El taller que transformó vidas con arte, emprendimiento y arcilla en una escuela de Itaembé Miní

El taller que transformó vidas con arte, emprendimiento y arcilla en una escuela de Itaembé Miní

Por más de una década, una docente de Posadas sostiene un espacio gratuito donde niños y niñas aprenden porcelana fría, desarrollan su creatividad y descubren que el arte también puede convertirse en una oportunidad de emprender.

Hace trece años, una idea que parecía imposible comenzó a cambiar la historia de decenas de estudiantes de la Escuela N.º 806 del barrio Itaembé Miní, en Posadas. Lo que nació como un proyecto innovador para una escuela primaria hoy es un taller que dejó huellas profundas en varias generaciones de niños y adolescentes.

La profesora Graciela, docente de Plástica desde hace más de veinte años en la institución, impulsó en 2013 la creación de un Taller de Arte en contraturno destinado a estudiantes de 5.º, 6.º y 7.º grado. El objetivo era enseñar el modelado en porcelana fría, pero también despertar el espíritu emprendedor desde la infancia.

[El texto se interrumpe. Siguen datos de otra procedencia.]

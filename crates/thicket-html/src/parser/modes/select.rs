//! [§ 13.2.6.4.16 The "in select" insertion mode](https://html.spec.whatwg.org/multipage/parsing.html#parsing-main-inselect)
//! and [§ 13.2.6.4.17 "in select in table"](https://html.spec.whatwg.org/multipage/parsing.html#parsing-main-inselectintable).

use thicket_dom::Tag;

use super::{is_end, is_start};
use crate::error::TreeErrorKind;
use crate::parser::core::{Handled, InsertionMode, TreeConstructor};
use crate::tag_category::TagCategory;
use crate::tokenizer::Token;

const TABLE_PARTS: &[Tag] = &[
    Tag::Caption,
    Tag::Table,
    Tag::Tbody,
    Tag::Tfoot,
    Tag::Thead,
    Tag::Tr,
    Tag::Td,
    Tag::Th,
];

impl TreeConstructor {
    fn select_in_select_scope(&self) -> bool {
        self.element_in_scope(Tag::Select, TagCategory::SCOPE_SELECT)
    }

    /// Pop up to and including the select, then reset the insertion mode.
    fn close_select(&mut self) {
        self.pop_until(Tag::Select);
        self.reset_insertion_mode_appropriately();
    }

    pub(in crate::parser) fn handle_in_select_mode(&mut self, token: &mut Token) -> Handled {
        match &*token {
            // "A character token that is U+0000 NULL: Parse error. Ignore the
            // token." / "Any other character token: Insert the token's
            // character."
            Token::Character(run) => {
                self.null_error(run);
                let text = run.text_for_insertion();
                if !text.is_empty() {
                    self.insert_character(&text)?;
                }
            }
            Token::Comment(data) => self.insert_comment(data, None)?,
            Token::Doctype(_) => self.parse_error(TreeErrorKind::UnexpectedDoctype, token),
            Token::StartTag(tag) if tag.name == Tag::Html => {
                return self.process_using_mode(InsertionMode::InBody, token);
            }

            // "A start tag whose tag name is "option": If the current node is an
            // option element, pop that node from the stack of open elements.
            // Insert an HTML element for the token."
            Token::StartTag(tag) if tag.name == Tag::Option => {
                if self.current_node_is(Tag::Option) {
                    let _ = self.stack_of_open_elements.pop();
                }
                let _ = self.insert_html_element(tag)?;
            }

            // "A start tag whose tag name is "optgroup"" / "hr"
            Token::StartTag(tag) if tag.name == Tag::Optgroup || tag.name == Tag::Hr => {
                if self.current_node_is(Tag::Option) {
                    let _ = self.stack_of_open_elements.pop();
                }
                if self.current_node_is(Tag::Optgroup) {
                    let _ = self.stack_of_open_elements.pop();
                }
                if tag.name == Tag::Hr {
                    self.insert_void_element(tag)?;
                } else {
                    let _ = self.insert_html_element(tag)?;
                }
            }

            // "An end tag whose tag name is "optgroup""
            Token::EndTag(tag) if tag.name == Tag::Optgroup => {
                // "First, if the current node is an option element, and the node
                // immediately before it in the stack of open elements is an
                // optgroup element, then pop the current node from the stack of
                // open elements."
                let len = self.stack_of_open_elements.len();
                let before_is_optgroup = len >= 2
                    && self.is_html(self.stack_of_open_elements[len - 2], Tag::Optgroup);
                if self.current_node_is(Tag::Option) && before_is_optgroup {
                    let _ = self.stack_of_open_elements.pop();
                }
                // "If the current node is an optgroup element, then pop that node
                // from the stack of open elements. Otherwise, this is a parse
                // error; ignore the token."
                if self.current_node_is(Tag::Optgroup) {
                    let _ = self.stack_of_open_elements.pop();
                } else {
                    self.parse_error(TreeErrorKind::UnexpectedEndTag, token);
                }
            }

            // "An end tag whose tag name is "option""
            Token::EndTag(tag) if tag.name == Tag::Option => {
                if self.current_node_is(Tag::Option) {
                    let _ = self.stack_of_open_elements.pop();
                } else {
                    self.parse_error(TreeErrorKind::UnexpectedEndTag, token);
                }
            }

            // "An end tag whose tag name is "select": If the stack of open
            // elements does not have a select element in select scope, this is a
            // parse error; ignore the token. (fragment case) Otherwise: Pop
            // elements from the stack of open elements until a select element has
            // been popped from the stack. Reset the insertion mode appropriately."
            Token::EndTag(tag) if tag.name == Tag::Select => {
                if self.select_in_select_scope() {
                    self.close_select();
                } else {
                    self.parse_error(TreeErrorKind::UnexpectedEndTag, token);
                }
            }

            // "A start tag whose tag name is "select": Parse error. If the stack
            // of open elements does not have a select element in select scope,
            // ignore the token. (fragment case) Otherwise: Pop elements from the
            // stack of open elements until a select element has been popped from
            // the stack. Reset the insertion mode appropriately."
            Token::StartTag(tag) if tag.name == Tag::Select => {
                self.parse_error(TreeErrorKind::UnexpectedStartTag, token);
                if self.select_in_select_scope() {
                    self.close_select();
                }
            }

            // "A start tag whose tag name is one of: "input", "keygen",
            // "textarea"": the same, then "Reprocess the token."
            Token::StartTag(tag)
                if matches!(tag.name.tag(), Tag::Input | Tag::Keygen | Tag::Textarea) =>
            {
                self.parse_error(TreeErrorKind::UnexpectedStartTag, token);
                if self.select_in_select_scope() {
                    self.close_select();
                    return Ok(false);
                }
            }

            _ if is_start(token, &[Tag::Script, Tag::Template]) || is_end(token, &[Tag::Template]) => {
                return self.process_using_mode(InsertionMode::InHead, token);
            }

            Token::EndOfFile => return self.process_using_mode(InsertionMode::InBody, token),

            // "Anything else: Parse error. Ignore the token."
            Token::StartTag(_) => self.parse_error(TreeErrorKind::UnexpectedStartTag, token),
            Token::EndTag(_) => self.parse_error(TreeErrorKind::UnexpectedEndTag, token),
        }
        Ok(true)
    }

    pub(in crate::parser) fn handle_in_select_in_table_mode(&mut self, token: &mut Token) -> Handled {
        // "A start tag whose tag name is one of: "caption", "table", "tbody",
        // "tfoot", "thead", "tr", "td", "th": Parse error. Pop elements from the
        // stack of open elements until a select element has been popped from
        // the stack. Reset the insertion mode appropriately. Reprocess the
        // token."
        if is_start(token, TABLE_PARTS) {
            self.parse_error(TreeErrorKind::UnexpectedStartTag, token);
            // A select context element is not on the stack.
            if !self.select_in_select_scope() {
                return Ok(true);
            }
            self.close_select();
            return Ok(false);
        }

        // "An end tag whose tag name is one of: ... Parse error. If the stack of
        // open elements does not have an element in table scope that is an HTML
        // element with the same tag name as that of the token, then ignore the
        // token. Otherwise: ... Reprocess the token."
        if let Token::EndTag(tag) = &*token
            && TABLE_PARTS.iter().any(|&t| tag.name == t)
        {
            let name = tag.name.tag();
            self.parse_error(TreeErrorKind::UnexpectedEndTag, token);
            if !self.in_table_scope(name) {
                return Ok(true);
            }
            self.close_select();
            return Ok(false);
        }

        self.handle_in_select_mode(token)
    }
}
impl Iterator for Children<'_> {
    type Item = NodeId;

    fn next(&mut self) -> Option<Self::Item> {
        let id = self.next?;
        self.next = self.doc.next_sibling(id);
        Some(id)
    }
}

/// Iterator over the ancestors of a node.
#[derive(Debug)]
pub struct Ancestors<'a> {
    doc: &'a Document,
    current: Option<NodeId>,
}

impl Iterator for Ancestors<'_> {
    type Item = NodeId;

    fn next(&mut self) -> Option<Self::Item> {
        let id = self.current?;
        self.current = self.doc.parent(id);
        Some(id)
    }
}
//! [§ 13.2.3 The input byte stream](https://html.spec.whatwg.org/multipage/parsing.html#the-input-byte-stream)
//!
//! Turns arbitrarily split UTF-8 chunks into a stream of code points.
//! A multi-byte sequence cut by a chunk boundary is carried over to the next
//! chunk; invalid sequences become U+FFFD.
//!
//! [§ 13.2.3.5 Preprocessing the input stream](https://html.spec.whatwg.org/multipage/parsing.html#preprocessing-the-input-stream)
//! "Before the tokenization stage, the input stream must be preprocessed by
//! normalizing newlines." CR LF pairs and lone CRs both become LF, also when
//! the pair is split across chunks.

use std::collections::VecDeque;

const REPLACEMENT: char = '\u{FFFD}';

/// Decoded, newline-normalized characters waiting for the tokenizer.
#[derive(Debug, Default)]
pub struct InputStream {
    chars: VecDeque<char>,
    /// Bytes of an incomplete UTF-8 sequence at the end of the last chunk.
    partial: Vec<u8>,
    last_was_cr: bool,
    eof: bool,
    consumed: usize,
}

impl InputStream {
    /// An empty, open stream.
    #[must_use]
    pub fn new() -> Self {
        Self::default()
    }

    /// Decode and append a chunk of bytes.
    pub fn push_bytes(&mut self, bytes: &[u8]) {
        let mut data = std::mem::take(&mut self.partial);
        data.extend_from_slice(bytes);

        let mut rest = data.as_slice();
        loop {
            match std::str::from_utf8(rest) {
                Ok(valid) => {
                    self.push_str(valid);
                    break;
                }
                Err(error) => {
                    let (valid, after) = rest.split_at(error.valid_up_to());
                    // `valid_up_to` guarantees this prefix decodes.
                    if let Ok(valid) = std::str::from_utf8(valid) {
                        self.push_str(valid);
                    }
                    match error.error_len() {
                        Some(len) => {
                            self.push_char(REPLACEMENT);
                            rest = &after[len..];
                        }
                        None => {
                            self.partial = after.to_vec();
                            break;
                        }
                    }
                }
            }
        }
    }

    /// Append already-decoded text.
    pub fn push_str(&mut self, text: &str) {
        for c in text.chars() {
            self.push_char(c);
        }
    }

    fn push_char(&mut self, c: char) {
        match c {
            '\r' => {
                self.chars.push_back('\n');
                self.last_was_cr = true;
            }
            '\n' if self.last_was_cr => self.last_was_cr = false,
            c => {
                self.chars.push_back(c);
                self.last_was_cr = false;
            }
        }
    }

    /// Mark the end of input. A dangling partial sequence decodes to a
    /// single U+FFFD.
    pub fn finish(&mut self) {
        if !self.partial.is_empty() {
            self.partial.clear();
            self.push_char(REPLACEMENT);
        }
        self.eof = true;
    }

    /// Whether [`finish`](Self::finish) has been called.
    #[must_use]
    pub const fn is_finished(&self) -> bool {
        self.eof
    }

    /// Consume the next character.
    pub fn next_char(&mut self) -> Option<char> {
        let c = self.chars.pop_front()?;
        self.consumed += 1;
        Some(c)
    }

    /// Look at the character `offset` positions after the next one.
    #[must_use]
    pub fn peek(&self, offset: usize) -> Option<char> {
        self.chars.get(offset).copied()
    }

    /// Number of characters ready for consumption.
    #[must_use]
    pub fn available(&self) -> usize {
        self.chars.len()
    }

    /// Number of characters consumed since the stream started.
    #[must_use]
    pub const fn position(&self) -> usize {
        self.consumed
    }

    /// Skip `count` already-peeked characters.
    pub fn skip(&mut self, count: usize) {
        for _ in 0..count {
            let _ = self.next_char();
        }
    }

    /// Match `target` against the upcoming characters.
    ///
    /// `Some(true)`/`Some(false)` when decided, `None` when the available
    /// input is a strict prefix of `target` and more may still arrive.
    #[must_use]
    pub fn lookahead(&self, target: &str, ignore_case: bool) -> Option<bool> {
        for (i, expected) in target.chars().enumerate() {
            match self.peek(i) {
                Some(c) if c == expected => {}
                Some(c) if ignore_case && c.eq_ignore_ascii_case(&expected) => {}
                Some(_) => return Some(false),
                None if self.eof => return Some(false),
                None => return None,
            }
        }
        Some(true)
    }
}

#[cfg(test)]
mod tests {
    use super::*;

    fn drain(input: &mut InputStream) -> String {
        std::iter::from_fn(|| input.next_char()).collect()
    }

    #[test]
    fn split_multibyte_sequence_is_carried_over() {
        let mut input = InputStream::new();
        let bytes = "é€".as_bytes();
        input.push_bytes(&bytes[..1]);
        assert_eq!(input.available(), 0);
        input.push_bytes(&bytes[1..3]);
        input.push_bytes(&bytes[3..]);
        assert_eq!(drain(&mut input), "é€");
    }

    #[test]
    fn invalid_bytes_become_replacement_characters() {
        let mut input = InputStream::new();
        input.push_bytes(b"a\xFFb");
        input.push_bytes(b"\xE2\x82");
        input.finish();
        assert_eq!(drain(&mut input), "a\u{FFFD}b\u{FFFD}");
    }

    #[test]
    fn newlines_are_normalized_across_chunks() {
        let mut input = InputStream::new();
        input.push_bytes(b"a\r");
        input.push_bytes(b"\nb\r\rc\r\n");
        assert_eq!(drain(&mut input), "a\nb\n\nc\n");
    }

    #[test]
    fn lookahead_waits_for_more_input() {
        let mut input = InputStream::new();
        input.push_str("DOC");
        assert_eq!(input.lookahead("doctype", true), None);
        assert_eq!(input.lookahead("DOX", false), Some(false));
        input.push_str("TYPE");
        assert_eq!(input.lookahead("doctype", true), Some(true));
        assert_eq!(input.lookahead("doctype", false), Some(false));
        input.finish();
        assert_eq!(input.lookahead("DOCTYPEX", false), Some(false));
    }
}
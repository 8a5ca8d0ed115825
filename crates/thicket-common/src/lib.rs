//! Common utilities for the Thicket parser crates.
//!
//! This crate provides shared infrastructure used by all parser components:
//! - **Warning System** - colored, de-duplicated terminal output for
//!   conditions a caller should hear about but that never stop a parse

pub mod warning;
//! Document tree for the Thicket HTML parser.
//!
//! This crate provides an arena-based document following the
//! [DOM Living Standard](https://dom.spec.whatwg.org/), plus the name
//! interner shared between a document and the tokenizers that feed it.
//!
//! # Design
//!
//! Nodes live in a single vector owned by [`Document`] and refer to each
//! other by [`NodeId`]. Parent, first/last child and sibling links make every
//! mutation primitive O(1). Destroyed nodes return their slot to a free list.

mod document;
mod interner;
mod node;

pub use document::{Ancestors, Children, CompatMode, Document, DomError};
pub use interner::{AttrId, Interner, Namespace, PrefixId, SharedInterner, Tag, TagId};
pub use node::{Attr, DoctypeData, ElementData, Node, NodeId, NodeType};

Tras varios meses de prueba, el proyecto fue aprobado oficialmente y continúa funcionando hasta la actualidad en la biblioteca escolar, los lunes por la tarde y los miércoles por la mañana.

Desde el comienzo, el camino no fue sencillo. La realidad económica de muchas familias hacía difícil que los alumnos pudieran acceder a los materiales, por lo que, hasta hoy, la propia docente continúa aportando la mayor parte de la materia prima para que ningún niño quede afuera.

Pero el mayor desafío no fue económico. También tuvo que enfrentar prejuicios.

Durante los primeros años, muchos creían que trabajar con porcelana fría era una actividad “solo para nenas”. Esa idea comenzó a derrumbarse el día en que un alumno reunió coraje, entró a la biblioteca y preguntó con firmeza:

“¿Son aceptados también los varones en esta clase?”

Como era costumbre, la docente presentó al nuevo integrante y el grupo lo recibió con un aplauso. Sin embargo, aquella vez fue diferente. Toda la biblioteca estalló en una ovación que Graciela todavía recuerda con emoción. Lucas se convirtió en el primer “porcelanero” del taller.

Con el paso de los años llegaron más varones. Aunque siguen siendo minoría, hoy nadie cuestiona su presencia ni existen las burlas que alguna vez parecían inevitables. El arte logró derribar un estereotipo que durante mucho tiempo limitó a muchos chicos.

Actualmente, el taller es completamente gratuito y funciona con autorización de las familias, que solicitan el permiso correspondiente en la dirección de la escuela.

Allí los estudiantes aprenden técnicas de modelado aplicadas sobre madera, vidrio y metal, pero también incorporan herramientas para emprender: cómo calcular el precio de una creación, presentar un producto, elaborar series para la venta y valorar su propio trabajo.

Cada octubre exhiben con orgullo sus producciones en la Muestra Anual de las Áreas Integradas, donde muestran todo lo aprendido durante el año.

El impacto del proyecto también puede verse fuera de la escuela.

Exalumnos que hoy cursan la secundaria regresan para contar que continúan vendiendo biromes decoradas, llaveros y otros objetos que aprendieron a realizar en el taller. En otra oportunidad, una vecina mostró con orgullo los frascos de conservas decorados por su nieto, también exalumno, y aseguró que sus clientes “se los sacan de las manos”.

Son historias que confirman que el arte no solo desarrolla la creatividad, sino que también puede abrir puertas al trabajo y fortalecer la autoestima.

Cuando recorre las calles de Itaembé Miní, Graciela suele escuchar un saludo que resume el cariño de toda una comunidad.

“Chau, Plástica.”

Ya casi nadie la llama por su nombre. Para generaciones de estudiantes y familias, ella es simplemente “Plástica”, un reconocimiento que refleja el lugar que ocupa en la memoria afectiva del barrio.

Además de su tarea docente, Graciela desarrolla su faceta como ceramista. Trabaja principalmente con ña’ú, la arcilla característica de Misiones, moldeando cada pieza únicamente con sus manos, sin moldes ni torno.

Con ese material crea bebederos para aves, macetas colgantes, tutores para plantas, figuras ornamentales y distintas piezas inspiradas en la naturaleza y la identidad misionera. También utiliza arcillas blancas para elaborar utensilios de cocina y objetos decorativos.

Entre la enseñanza y la cerámica, entre la escuela y el taller, su trabajo demuestra que educar también es sembrar oportunidades. Porque algunas huellas no hacen ruido, pero permanecen para siempre en quienes las reciben.